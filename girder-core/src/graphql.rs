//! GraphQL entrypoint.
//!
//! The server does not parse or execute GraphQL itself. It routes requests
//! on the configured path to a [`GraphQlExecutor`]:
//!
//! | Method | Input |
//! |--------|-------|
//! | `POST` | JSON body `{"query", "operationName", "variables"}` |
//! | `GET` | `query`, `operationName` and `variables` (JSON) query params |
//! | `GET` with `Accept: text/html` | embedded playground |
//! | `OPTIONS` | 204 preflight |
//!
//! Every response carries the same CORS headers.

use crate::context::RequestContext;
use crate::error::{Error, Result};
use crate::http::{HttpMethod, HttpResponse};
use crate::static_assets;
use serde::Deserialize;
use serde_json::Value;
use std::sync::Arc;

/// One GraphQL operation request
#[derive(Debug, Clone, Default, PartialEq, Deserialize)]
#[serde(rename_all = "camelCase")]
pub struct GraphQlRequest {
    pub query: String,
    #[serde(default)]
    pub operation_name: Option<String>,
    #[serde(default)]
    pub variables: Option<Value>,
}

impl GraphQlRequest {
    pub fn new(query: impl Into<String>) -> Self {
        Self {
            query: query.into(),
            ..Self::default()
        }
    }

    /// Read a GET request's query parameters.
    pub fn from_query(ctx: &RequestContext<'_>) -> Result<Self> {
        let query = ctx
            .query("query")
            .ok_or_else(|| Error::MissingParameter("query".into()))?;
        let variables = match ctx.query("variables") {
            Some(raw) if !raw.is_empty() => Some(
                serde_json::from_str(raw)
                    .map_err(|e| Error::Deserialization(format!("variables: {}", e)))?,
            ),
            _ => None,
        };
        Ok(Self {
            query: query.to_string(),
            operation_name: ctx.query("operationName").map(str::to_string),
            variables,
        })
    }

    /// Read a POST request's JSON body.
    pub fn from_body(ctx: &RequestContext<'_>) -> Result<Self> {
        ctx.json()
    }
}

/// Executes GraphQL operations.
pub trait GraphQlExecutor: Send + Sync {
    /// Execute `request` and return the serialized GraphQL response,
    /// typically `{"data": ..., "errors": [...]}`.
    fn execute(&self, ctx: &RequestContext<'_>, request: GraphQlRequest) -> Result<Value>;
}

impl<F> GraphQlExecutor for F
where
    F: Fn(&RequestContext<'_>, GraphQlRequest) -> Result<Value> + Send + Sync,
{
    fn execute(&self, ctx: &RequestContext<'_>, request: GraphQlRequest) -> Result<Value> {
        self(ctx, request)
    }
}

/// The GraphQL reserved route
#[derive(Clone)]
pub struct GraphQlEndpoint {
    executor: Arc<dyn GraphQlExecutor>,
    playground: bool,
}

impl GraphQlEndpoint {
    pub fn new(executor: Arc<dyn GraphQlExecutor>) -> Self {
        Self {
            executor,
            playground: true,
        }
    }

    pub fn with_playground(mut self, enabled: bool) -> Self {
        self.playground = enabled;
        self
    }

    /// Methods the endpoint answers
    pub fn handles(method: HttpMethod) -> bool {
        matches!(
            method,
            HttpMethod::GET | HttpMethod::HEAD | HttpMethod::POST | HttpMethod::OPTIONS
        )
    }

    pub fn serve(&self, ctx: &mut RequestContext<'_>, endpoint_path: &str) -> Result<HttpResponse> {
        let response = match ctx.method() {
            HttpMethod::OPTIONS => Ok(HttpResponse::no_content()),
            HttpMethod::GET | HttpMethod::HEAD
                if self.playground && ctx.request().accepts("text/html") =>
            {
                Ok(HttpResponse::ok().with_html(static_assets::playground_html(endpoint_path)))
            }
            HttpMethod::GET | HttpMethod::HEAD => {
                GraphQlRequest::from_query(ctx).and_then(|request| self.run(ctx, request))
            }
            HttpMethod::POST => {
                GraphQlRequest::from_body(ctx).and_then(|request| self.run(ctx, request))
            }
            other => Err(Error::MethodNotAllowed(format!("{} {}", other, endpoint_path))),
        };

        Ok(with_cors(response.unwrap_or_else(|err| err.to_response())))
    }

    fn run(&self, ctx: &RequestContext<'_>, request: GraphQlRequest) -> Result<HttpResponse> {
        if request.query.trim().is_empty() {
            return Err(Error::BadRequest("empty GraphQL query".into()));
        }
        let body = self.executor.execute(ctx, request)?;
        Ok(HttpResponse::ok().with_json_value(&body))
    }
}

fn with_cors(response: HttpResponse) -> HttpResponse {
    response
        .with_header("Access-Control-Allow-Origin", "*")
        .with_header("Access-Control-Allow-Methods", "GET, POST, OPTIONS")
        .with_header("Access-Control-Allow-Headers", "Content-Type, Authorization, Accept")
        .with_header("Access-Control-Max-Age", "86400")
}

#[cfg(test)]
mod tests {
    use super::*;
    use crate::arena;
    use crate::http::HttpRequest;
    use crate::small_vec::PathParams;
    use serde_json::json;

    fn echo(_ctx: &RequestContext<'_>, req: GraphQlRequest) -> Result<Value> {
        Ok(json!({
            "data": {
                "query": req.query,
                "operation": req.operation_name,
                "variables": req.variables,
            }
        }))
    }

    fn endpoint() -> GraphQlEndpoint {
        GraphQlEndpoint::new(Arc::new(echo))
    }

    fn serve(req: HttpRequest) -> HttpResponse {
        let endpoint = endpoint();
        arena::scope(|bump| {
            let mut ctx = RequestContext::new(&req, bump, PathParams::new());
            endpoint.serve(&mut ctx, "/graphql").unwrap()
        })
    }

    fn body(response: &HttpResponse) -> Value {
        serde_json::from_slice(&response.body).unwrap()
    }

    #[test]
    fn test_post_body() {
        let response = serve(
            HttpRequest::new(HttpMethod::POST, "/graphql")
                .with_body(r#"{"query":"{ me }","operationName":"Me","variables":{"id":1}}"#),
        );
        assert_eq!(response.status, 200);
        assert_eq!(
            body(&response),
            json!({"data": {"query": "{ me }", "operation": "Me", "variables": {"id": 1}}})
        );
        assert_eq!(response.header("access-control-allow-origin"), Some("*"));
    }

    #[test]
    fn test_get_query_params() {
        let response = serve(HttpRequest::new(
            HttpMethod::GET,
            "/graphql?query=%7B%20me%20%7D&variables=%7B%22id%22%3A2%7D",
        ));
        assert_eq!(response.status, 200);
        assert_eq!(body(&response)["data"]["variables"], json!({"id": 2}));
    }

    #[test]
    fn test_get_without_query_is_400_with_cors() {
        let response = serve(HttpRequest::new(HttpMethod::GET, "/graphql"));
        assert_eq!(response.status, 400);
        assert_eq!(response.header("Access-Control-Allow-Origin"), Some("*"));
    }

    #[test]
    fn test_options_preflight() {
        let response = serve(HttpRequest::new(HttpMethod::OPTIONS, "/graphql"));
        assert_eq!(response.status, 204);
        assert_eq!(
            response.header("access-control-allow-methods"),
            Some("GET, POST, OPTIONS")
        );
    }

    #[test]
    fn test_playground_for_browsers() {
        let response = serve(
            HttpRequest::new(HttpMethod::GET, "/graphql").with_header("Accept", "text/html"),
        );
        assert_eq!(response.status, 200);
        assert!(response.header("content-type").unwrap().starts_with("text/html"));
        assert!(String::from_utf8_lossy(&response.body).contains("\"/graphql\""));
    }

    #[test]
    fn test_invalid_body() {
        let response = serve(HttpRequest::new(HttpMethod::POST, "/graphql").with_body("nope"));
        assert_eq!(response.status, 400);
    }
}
==*==
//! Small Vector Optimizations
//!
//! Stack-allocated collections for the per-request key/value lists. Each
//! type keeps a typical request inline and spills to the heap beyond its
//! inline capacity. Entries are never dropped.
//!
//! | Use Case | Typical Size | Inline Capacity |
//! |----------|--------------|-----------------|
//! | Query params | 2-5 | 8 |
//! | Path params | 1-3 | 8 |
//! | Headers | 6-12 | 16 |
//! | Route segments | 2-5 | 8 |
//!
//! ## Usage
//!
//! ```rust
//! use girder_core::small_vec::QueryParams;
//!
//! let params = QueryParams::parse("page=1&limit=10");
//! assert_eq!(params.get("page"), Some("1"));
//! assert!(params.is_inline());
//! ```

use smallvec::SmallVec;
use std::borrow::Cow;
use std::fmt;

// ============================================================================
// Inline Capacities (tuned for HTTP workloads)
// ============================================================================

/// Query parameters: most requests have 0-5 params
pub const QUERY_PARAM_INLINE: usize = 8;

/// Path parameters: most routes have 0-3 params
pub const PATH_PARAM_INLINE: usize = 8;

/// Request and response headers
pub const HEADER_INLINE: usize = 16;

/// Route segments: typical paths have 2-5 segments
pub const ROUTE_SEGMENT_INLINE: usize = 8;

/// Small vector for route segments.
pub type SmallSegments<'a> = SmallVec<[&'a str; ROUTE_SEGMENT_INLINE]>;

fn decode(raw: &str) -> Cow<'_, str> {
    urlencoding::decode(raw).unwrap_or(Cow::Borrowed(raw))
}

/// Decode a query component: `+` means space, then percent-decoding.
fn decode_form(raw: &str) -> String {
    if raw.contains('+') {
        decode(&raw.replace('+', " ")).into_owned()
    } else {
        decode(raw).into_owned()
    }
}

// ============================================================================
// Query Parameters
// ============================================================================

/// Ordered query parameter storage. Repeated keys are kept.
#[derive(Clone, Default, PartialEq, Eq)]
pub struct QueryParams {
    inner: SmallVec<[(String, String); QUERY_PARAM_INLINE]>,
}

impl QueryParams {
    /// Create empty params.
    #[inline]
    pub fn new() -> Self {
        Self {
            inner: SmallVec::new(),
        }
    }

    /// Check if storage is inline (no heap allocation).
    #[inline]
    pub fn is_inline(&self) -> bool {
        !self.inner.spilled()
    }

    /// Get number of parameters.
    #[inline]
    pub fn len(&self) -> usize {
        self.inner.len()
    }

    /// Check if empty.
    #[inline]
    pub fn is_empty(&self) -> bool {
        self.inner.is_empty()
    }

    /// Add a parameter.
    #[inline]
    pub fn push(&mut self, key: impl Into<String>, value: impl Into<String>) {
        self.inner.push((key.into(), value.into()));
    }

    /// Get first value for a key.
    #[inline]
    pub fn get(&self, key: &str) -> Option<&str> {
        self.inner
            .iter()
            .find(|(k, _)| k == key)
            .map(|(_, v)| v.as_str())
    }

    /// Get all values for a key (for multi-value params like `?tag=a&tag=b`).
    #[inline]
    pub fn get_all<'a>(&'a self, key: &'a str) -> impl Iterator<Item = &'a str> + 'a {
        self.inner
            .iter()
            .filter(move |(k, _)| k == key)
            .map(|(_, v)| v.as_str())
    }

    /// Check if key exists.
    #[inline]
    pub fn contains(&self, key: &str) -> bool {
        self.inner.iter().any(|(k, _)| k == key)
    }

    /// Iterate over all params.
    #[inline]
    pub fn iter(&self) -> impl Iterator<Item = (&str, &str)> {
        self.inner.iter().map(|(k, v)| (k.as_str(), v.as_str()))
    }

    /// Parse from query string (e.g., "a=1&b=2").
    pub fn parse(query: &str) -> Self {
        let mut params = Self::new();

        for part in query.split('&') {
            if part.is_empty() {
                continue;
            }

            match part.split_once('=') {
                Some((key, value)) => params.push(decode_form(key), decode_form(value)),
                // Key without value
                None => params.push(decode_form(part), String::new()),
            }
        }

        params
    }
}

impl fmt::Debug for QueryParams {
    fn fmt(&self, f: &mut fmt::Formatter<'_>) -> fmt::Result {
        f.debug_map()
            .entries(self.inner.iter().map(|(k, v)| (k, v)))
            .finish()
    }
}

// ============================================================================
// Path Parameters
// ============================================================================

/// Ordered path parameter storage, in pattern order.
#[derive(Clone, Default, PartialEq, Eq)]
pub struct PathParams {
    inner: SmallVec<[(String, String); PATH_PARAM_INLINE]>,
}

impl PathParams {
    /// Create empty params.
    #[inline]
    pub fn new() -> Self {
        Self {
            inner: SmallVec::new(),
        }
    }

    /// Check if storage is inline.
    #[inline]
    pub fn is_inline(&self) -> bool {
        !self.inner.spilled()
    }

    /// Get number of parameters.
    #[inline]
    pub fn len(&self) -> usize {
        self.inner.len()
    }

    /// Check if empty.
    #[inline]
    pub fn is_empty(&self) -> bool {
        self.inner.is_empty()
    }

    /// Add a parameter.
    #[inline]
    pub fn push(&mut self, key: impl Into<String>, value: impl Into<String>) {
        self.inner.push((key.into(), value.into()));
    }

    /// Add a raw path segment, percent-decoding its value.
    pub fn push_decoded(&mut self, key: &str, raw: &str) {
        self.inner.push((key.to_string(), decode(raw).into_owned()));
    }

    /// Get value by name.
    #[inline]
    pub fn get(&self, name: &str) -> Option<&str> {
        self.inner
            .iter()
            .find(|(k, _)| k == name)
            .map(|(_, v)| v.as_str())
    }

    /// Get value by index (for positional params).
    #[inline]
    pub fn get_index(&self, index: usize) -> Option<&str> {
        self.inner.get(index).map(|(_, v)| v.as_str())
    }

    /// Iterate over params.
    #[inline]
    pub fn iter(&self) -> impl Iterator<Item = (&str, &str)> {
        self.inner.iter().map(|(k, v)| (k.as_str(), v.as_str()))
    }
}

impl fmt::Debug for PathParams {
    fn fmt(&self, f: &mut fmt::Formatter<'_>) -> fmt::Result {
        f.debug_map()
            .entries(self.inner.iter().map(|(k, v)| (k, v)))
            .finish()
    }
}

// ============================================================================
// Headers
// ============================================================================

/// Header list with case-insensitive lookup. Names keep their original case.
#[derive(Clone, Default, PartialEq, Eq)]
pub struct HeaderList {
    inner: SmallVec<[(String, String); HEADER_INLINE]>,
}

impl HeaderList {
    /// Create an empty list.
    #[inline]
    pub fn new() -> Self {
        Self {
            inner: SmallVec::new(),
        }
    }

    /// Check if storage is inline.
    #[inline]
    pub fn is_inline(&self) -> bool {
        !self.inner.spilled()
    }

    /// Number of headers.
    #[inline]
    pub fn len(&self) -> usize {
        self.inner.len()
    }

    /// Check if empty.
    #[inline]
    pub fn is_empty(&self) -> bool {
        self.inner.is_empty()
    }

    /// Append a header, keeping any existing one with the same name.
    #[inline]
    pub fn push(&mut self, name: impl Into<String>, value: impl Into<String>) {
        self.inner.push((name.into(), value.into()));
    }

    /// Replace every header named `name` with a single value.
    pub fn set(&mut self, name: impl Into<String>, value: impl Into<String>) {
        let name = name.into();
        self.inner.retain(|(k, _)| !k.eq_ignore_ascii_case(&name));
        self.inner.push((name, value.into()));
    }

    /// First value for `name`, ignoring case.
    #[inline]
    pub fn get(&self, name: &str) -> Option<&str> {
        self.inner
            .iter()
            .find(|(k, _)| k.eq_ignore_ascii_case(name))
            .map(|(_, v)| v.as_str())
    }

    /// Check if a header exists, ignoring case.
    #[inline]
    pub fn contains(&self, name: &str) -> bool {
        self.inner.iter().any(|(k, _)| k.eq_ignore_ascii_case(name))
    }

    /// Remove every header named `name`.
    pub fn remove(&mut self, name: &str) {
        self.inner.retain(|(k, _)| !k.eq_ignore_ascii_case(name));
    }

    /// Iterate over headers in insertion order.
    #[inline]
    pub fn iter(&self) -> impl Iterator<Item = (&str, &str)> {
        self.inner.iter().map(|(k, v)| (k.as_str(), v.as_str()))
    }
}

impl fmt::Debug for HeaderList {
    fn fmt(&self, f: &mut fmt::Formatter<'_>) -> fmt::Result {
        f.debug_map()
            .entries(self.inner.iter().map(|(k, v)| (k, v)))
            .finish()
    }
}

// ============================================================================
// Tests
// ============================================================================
==*==
=== Action item ===
Your answer should be each line from the preceding material in which the word "HttpRequest" occurs.

=== Your solution ===
    use crate::http::HttpRequest;
    fn serve(req: HttpRequest) -> HttpResponse {
            HttpRequest::new(HttpMethod::POST, "/graphql")
        let response = serve(HttpRequest::new(
        let response = serve(HttpRequest::new(HttpMethod::GET, "/graphql"));
        let response = serve(HttpRequest::new(HttpMethod::OPTIONS, "/graphql"));
            HttpRequest::new(HttpMethod::GET, "/graphql").with_header("Accept", "text/html"),
        let response = serve(HttpRequest::new(HttpMethod::POST, "/graphql").with_body("nope"));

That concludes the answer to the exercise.